(Collected data)
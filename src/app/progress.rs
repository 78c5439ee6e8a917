use std::io::{IsTerminal, Write};

use crossterm::{
    cursor, queue,
    style::{Color, Print, ResetColor, SetForegroundColor},
    terminal::{Clear, ClearType},
};
use rowburst::events::{EventRenderer, ProgressSnapshot};

/// Terminal side of the event sink: log lines on stdout, the progress bar
/// on stderr. When stderr is not a TTY progress is written as plain lines.
pub(crate) struct TerminalRenderer {
    style: ProgressStyle,
    no_color: bool,
    interactive: bool,
    bar_visible: bool,
    last: Option<ProgressSnapshot>,
}

impl TerminalRenderer {
    pub(crate) fn new(no_color: bool) -> Self {
        Self {
            style: ProgressStyle::new(30),
            no_color,
            interactive: std::io::stderr().is_terminal(),
            bar_visible: false,
            last: None,
        }
    }

    fn clear_bar(&mut self) {
        if !self.bar_visible {
            return;
        }
        let mut out = std::io::stderr();
        let cleared = queue!(out, cursor::MoveToColumn(0), Clear(ClearType::CurrentLine))
            .and_then(|()| out.flush());
        if cleared.is_err() {
            self.interactive = false;
        }
        self.bar_visible = false;
    }

    fn draw_bar(&mut self, snapshot: &ProgressSnapshot) {
        let line = build_progress_line(&self.style, snapshot, self.no_color);
        if render_progress_line(&line, self.no_color).is_err() {
            self.interactive = false;
            return;
        }
        self.bar_visible = true;
    }
}

impl EventRenderer for TerminalRenderer {
    fn render_logs(&mut self, lines: &[String]) {
        self.clear_bar();
        let mut out = std::io::stdout().lock();
        for line in lines {
            if writeln!(out, "{}", line).is_err() {
                return;
            }
        }
        drop(out.flush());
        if self.interactive
            && let Some(snapshot) = self.last
        {
            self.draw_bar(&snapshot);
        }
    }

    fn render_progress(&mut self, snapshot: &ProgressSnapshot) {
        self.last = Some(*snapshot);
        if self.interactive {
            self.draw_bar(snapshot);
        } else {
            eprintln!("{}", plain_progress_line(snapshot));
        }
    }

    fn finish(&mut self) {
        if self.bar_visible {
            drop(finish_progress_line());
            self.bar_visible = false;
        }
    }
}

fn render_progress_line(line: &[ProgressSegment], no_color: bool) -> Result<(), std::io::Error> {
    let mut out = std::io::stderr();
    queue!(out, cursor::MoveToColumn(0), Clear(ClearType::CurrentLine))?;
    for segment in line {
        if no_color {
            queue!(out, Print(&segment.text))?;
        } else if let Some(color) = segment.color {
            queue!(
                out,
                SetForegroundColor(color),
                Print(&segment.text),
                ResetColor
            )?;
        } else {
            queue!(out, Print(&segment.text))?;
        }
    }
    out.flush()?;
    Ok(())
}

fn finish_progress_line() -> Result<(), std::io::Error> {
    let mut out = std::io::stderr();
    out.write_all(b"\n")?;
    out.flush()?;
    Ok(())
}

fn percent_text(snapshot: &ProgressSnapshot) -> String {
    let percent_x100 = snapshot.percent_x100();
    let whole = percent_x100.checked_div(100).unwrap_or(0);
    let frac = percent_x100.checked_rem(100).unwrap_or(0);
    format!("{}.{:02}%", whole, frac)
}

fn plain_progress_line(snapshot: &ProgressSnapshot) -> String {
    format!(
        "progress {} ({}/{}) success: {} error: {}",
        percent_text(snapshot),
        snapshot.processed,
        snapshot.total,
        snapshot.success,
        snapshot.error
    )
}

fn build_progress_line(
    style: &ProgressStyle,
    snapshot: &ProgressSnapshot,
    no_color: bool,
) -> Vec<ProgressSegment> {
    let size = style.size.max(1);
    let size_u64 = u64::try_from(size).unwrap_or(u64::MAX);
    let scaled = snapshot
        .percent_x100()
        .saturating_mul(size_u64)
        .checked_div(10_000)
        .unwrap_or(0);
    let complete_size = usize::try_from(scaled).unwrap_or(size).min(size);
    let incomplete_size = size.saturating_sub(complete_size);

    let progress_bar = format!(
        "{}{}{}{}",
        style.begin,
        style.fill.repeat(complete_size),
        style.empty.repeat(incomplete_size),
        style.end
    );
    let percent = format!(" {}", percent_text(snapshot));
    let counts = format!(" | {}/{}", snapshot.processed, snapshot.total);
    let success = format!(" ok {}", snapshot.success);
    let error = format!(" err {}", snapshot.error);

    if no_color {
        vec![
            ProgressSegment::plain(progress_bar),
            ProgressSegment::plain(percent),
            ProgressSegment::plain(counts),
            ProgressSegment::plain(success),
            ProgressSegment::plain(error),
        ]
    } else {
        vec![
            ProgressSegment::plain(progress_bar),
            ProgressSegment::colored(percent, Color::Cyan),
            ProgressSegment::colored(counts, Color::Yellow),
            ProgressSegment::colored(success, Color::Green),
            ProgressSegment::colored(error, Color::Red),
        ]
    }
}

struct ProgressStyle {
    size: usize,
    begin: String,
    end: String,
    fill: String,
    empty: String,
}

impl ProgressStyle {
    fn new(size: usize) -> Self {
        Self {
            size,
            begin: "[".to_owned(),
            end: "]".to_owned(),
            fill: "#".to_owned(),
            empty: "-".to_owned(),
        }
    }
}

struct ProgressSegment {
    text: String,
    color: Option<Color>,
}

impl ProgressSegment {
    const fn plain(text: String) -> Self {
        Self { text, color: None }
    }

    const fn colored(text: String, color: Color) -> Self {
        Self {
            text,
            color: Some(color),
        }
    }
}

Assignment:
Give back every line above, unchanged.

Written reply:
filename src/app/progress.rs
repository 78c5439ee6e8a917
use std::io::{IsTerminal, Write};

use crossterm::{
    cursor, queue,
    style::{Color, Print, ResetColor, SetForegroundColor},
    terminal::{Clear, ClearType},
};
use rowburst::events::{EventRenderer, ProgressSnapshot};

/// Terminal side of the event sink: log lines on stdout, the progress bar
/// on stderr. When stderr is not a TTY progress is written as plain lines.
pub(crate) struct TerminalRenderer {
    style: ProgressStyle,
    no_color: bool,
    interactive: bool,
    bar_visible: bool,
    last: Option<ProgressSnapshot>,
}

impl TerminalRenderer {
    pub(crate) fn new(no_color: bool) -> Self {
        Self {
            style: ProgressStyle::new(30),
            no_color,
            interactive: std::io::stderr().is_terminal(),
            bar_visible: false,
            last: None,
        }
    }

    fn clear_bar(&mut self) {
        if !self.bar_visible {
            return;
        }
        let mut out = std::io::stderr();
        let cleared = queue!(out, cursor::MoveToColumn(0), Clear(ClearType::CurrentLine))
            .and_then(|()| out.flush());
        if cleared.is_err() {
            self.interactive = false;
        }
        self.bar_visible = false;
    }

    fn draw_bar(&mut self, snapshot: &ProgressSnapshot) {
        let line = build_progress_line(&self.style, snapshot, self.no_color);
        if render_progress_line(&line, self.no_color).is_err() {
            self.interactive = false;
            return;
        }
        self.bar_visible = true;
    }
}

impl EventRenderer for TerminalRenderer {
    fn render_logs(&mut self, lines: &[String]) {
        self.clear_bar();
        let mut out = std::io::stdout().lock();
        for line in lines {
            if writeln!(out, "{}", line).is_err() {
                return;
            }
        }
        drop(out.flush());
        if self.interactive
            && let Some(snapshot) = self.last
        {
            self.draw_bar(&snapshot);
        }
    }

    fn render_progress(&mut self, snapshot: &ProgressSnapshot) {
        self.last = Some(*snapshot);
        if self.interactive {
            self.draw_bar(snapshot);
        } else {
            eprintln!("{}", plain_progress_line(snapshot));
        }
    }

    fn finish(&mut self) {
        if self.bar_visible {
            drop(finish_progress_line());
            self.bar_visible = false;
        }
    }
}

fn render_progress_line(line: &[ProgressSegment], no_color: bool) -> Result<(), std::io::Error> {
    let mut out = std::io::stderr();
    queue!(out, cursor::MoveToColumn(0), Clear(ClearType::CurrentLine))?;
    for segment in line {
        if no_color {
            queue!(out, Print(&segment.text))?;
        } else if let Some(color) = segment.color {
            queue!(
                out,
                SetForegroundColor(color),
                Print(&segment.text),
                ResetColor
            )?;
        } else {
            queue!(out, Print(&segment.text))?;
        }
    }
    out.flush()?;
    Ok(())
}

fn finish_progress_line() -> Result<(), std::io::Error> {
    let mut out = std::io::stderr();
    out.write_all(b"\n")?;
    out.flush()?;
    Ok(())
}

fn percent_text(snapshot: &ProgressSnapshot) -> String {
    let percent_x100 = snapshot.percent_x100();
    let whole = percent_x100.checked_div(100).unwrap_or(0);
    let frac = percent_x100.checked_rem(100).unwrap_or(0);
    format!("{}.{:02}%", whole, frac)
}

fn plain_progress_line(snapshot: &ProgressSnapshot) -> String {
    format!(
        "progress {} ({}/{}) success: {} error: {}",
        percent_text(snapshot),
        snapshot.processed,
        snapshot.total,
        snapshot.success,
        snapshot.error
    )
}

fn build_progress_line(
    style: &ProgressStyle,
    snapshot: &ProgressSnapshot,
    no_color: bool,
) -> Vec<ProgressSegment> {
    let size = style.size.max(1);
    let size_u64 = u64::try_from(size).unwrap_or(u64::MAX);
    let scaled = snapshot
        .percent_x100()
        .saturating_mul(size_u64)
        .checked_div(10_000)
        .unwrap_or(0);
    let complete_size = usize::try_from(scaled).unwrap_or(size).min(size);
    let incomplete_size = size.saturating_sub(complete_size);

    let progress_bar = format!(
        "{}{}{}{}",
        style.begin,
        style.fill.repeat(complete_size),
        style.empty.repeat(incomplete_size),
        style.end
    );
    let percent = format!(" {}", percent_text(snapshot));
    let counts = format!(" | {}/{}", snapshot.processed, snapshot.total);
    let success = format!(" ok {}", snapshot.success);
    let error = format!(" err {}", snapshot.error);

    if no_color {
        vec![
            ProgressSegment::plain(progress_bar),
            ProgressSegment::plain(percent),
            ProgressSegment::plain(counts),
            ProgressSegment::plain(success),
            ProgressSegment::plain(error),
        ]
    } else {
        vec![
            ProgressSegment::plain(progress_bar),
            ProgressSegment::colored(percent, Color::Cyan),
            ProgressSegment::colored(counts, Color::Yellow),
            ProgressSegment::colored(success, Color::Green),
            ProgressSegment::colored(error, Color::Red),
        ]
    }
}

struct ProgressStyle {
    size: usize,
    begin: String,
    end: String,
    fill: String,
    empty: String,
}

impl ProgressStyle {
    fn new(size: usize) -> Self {
        Self {
            size,
            begin: "[".to_owned(),
            end: "]".to_owned(),
            fill: "#".to_owned(),
            empty: "-".to_owned(),
        }
    }
}

struct ProgressSegment {
    text: String,
    color: Option<Color>,
}

impl ProgressSegment {
    const fn plain(text: String) -> Self {
        Self { text, color: None }
    }

    const fn colored(text: String, color: Color) -> Self {
        Self {
            text,
            color: Some(color),
        }
    }
}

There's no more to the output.